- **Try it**:
Pull every line holding the string "code" from the records below.

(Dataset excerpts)
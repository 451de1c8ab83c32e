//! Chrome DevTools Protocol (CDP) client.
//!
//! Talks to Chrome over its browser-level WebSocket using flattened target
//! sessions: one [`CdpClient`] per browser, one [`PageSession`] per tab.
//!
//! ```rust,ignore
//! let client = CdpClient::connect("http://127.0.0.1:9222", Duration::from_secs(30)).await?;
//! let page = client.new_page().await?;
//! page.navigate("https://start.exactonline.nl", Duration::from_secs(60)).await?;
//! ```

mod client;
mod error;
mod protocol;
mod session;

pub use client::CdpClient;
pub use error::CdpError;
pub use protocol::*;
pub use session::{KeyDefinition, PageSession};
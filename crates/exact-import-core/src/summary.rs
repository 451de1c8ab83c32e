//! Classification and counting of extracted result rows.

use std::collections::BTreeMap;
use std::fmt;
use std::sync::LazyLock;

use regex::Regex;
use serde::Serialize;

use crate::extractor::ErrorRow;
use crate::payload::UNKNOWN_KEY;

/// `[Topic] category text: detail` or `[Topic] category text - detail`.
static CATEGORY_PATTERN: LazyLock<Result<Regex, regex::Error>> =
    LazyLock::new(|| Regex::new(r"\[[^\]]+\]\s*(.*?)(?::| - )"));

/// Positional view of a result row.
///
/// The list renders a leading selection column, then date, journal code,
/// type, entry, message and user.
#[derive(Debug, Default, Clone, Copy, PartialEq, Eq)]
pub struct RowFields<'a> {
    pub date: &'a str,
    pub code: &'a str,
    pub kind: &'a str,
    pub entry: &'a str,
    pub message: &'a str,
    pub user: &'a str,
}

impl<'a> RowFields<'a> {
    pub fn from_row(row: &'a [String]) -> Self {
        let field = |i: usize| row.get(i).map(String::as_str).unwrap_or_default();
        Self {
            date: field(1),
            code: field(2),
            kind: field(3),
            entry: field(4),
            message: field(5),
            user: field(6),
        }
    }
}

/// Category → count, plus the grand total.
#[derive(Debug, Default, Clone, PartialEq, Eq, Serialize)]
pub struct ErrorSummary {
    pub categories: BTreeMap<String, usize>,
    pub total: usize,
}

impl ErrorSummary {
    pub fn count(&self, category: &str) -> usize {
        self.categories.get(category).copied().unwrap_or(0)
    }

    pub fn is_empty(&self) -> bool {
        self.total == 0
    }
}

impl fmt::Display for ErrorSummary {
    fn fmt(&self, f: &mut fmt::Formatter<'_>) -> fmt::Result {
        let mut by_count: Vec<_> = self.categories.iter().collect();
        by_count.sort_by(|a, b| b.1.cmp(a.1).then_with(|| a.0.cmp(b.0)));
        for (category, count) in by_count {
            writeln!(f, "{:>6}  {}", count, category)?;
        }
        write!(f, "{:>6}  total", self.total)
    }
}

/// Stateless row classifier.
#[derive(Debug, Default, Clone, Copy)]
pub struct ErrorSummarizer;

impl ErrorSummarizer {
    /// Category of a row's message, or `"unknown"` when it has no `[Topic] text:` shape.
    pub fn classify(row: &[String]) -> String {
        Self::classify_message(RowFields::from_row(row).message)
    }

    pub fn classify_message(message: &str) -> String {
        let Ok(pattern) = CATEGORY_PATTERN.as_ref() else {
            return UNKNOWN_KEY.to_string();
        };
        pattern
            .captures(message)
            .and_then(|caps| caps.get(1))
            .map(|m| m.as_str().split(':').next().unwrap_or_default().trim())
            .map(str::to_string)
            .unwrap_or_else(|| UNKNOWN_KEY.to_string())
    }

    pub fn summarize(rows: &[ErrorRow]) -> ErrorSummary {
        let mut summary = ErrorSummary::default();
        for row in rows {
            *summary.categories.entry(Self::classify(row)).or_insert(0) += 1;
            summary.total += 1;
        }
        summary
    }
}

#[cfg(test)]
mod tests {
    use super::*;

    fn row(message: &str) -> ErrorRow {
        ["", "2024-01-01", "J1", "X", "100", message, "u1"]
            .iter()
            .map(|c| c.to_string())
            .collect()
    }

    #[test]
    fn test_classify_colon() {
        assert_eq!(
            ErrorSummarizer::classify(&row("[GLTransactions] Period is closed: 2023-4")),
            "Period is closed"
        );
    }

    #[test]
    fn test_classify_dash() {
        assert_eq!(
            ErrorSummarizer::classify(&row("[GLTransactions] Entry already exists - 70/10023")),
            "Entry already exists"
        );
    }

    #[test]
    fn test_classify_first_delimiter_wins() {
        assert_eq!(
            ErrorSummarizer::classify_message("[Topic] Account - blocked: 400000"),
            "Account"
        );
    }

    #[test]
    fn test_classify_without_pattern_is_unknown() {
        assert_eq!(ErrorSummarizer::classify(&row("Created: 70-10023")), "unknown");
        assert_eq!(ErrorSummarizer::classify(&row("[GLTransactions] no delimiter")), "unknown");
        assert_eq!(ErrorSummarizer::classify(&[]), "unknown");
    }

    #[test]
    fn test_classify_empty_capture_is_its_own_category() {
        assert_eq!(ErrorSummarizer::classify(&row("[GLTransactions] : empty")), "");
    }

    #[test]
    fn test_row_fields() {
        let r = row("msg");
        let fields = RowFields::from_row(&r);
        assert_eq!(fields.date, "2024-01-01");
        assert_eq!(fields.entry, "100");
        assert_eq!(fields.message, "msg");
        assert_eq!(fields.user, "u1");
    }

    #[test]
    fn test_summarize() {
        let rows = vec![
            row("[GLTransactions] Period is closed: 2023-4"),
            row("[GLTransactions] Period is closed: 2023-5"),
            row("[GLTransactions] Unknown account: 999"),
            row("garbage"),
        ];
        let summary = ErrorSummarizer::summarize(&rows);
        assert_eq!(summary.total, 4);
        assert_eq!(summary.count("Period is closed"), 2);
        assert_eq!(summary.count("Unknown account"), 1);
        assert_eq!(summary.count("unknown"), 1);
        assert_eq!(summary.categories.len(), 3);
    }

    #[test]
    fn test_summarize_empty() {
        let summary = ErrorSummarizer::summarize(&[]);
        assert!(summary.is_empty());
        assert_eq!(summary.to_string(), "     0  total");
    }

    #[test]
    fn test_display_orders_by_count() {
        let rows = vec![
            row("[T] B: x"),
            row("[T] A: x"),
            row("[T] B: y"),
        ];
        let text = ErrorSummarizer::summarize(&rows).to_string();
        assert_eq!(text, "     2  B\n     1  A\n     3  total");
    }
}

- **Response area**:
/// The list renders a leading selection column, then date, journal code,
    pub code: &'a str,
            code: field(2),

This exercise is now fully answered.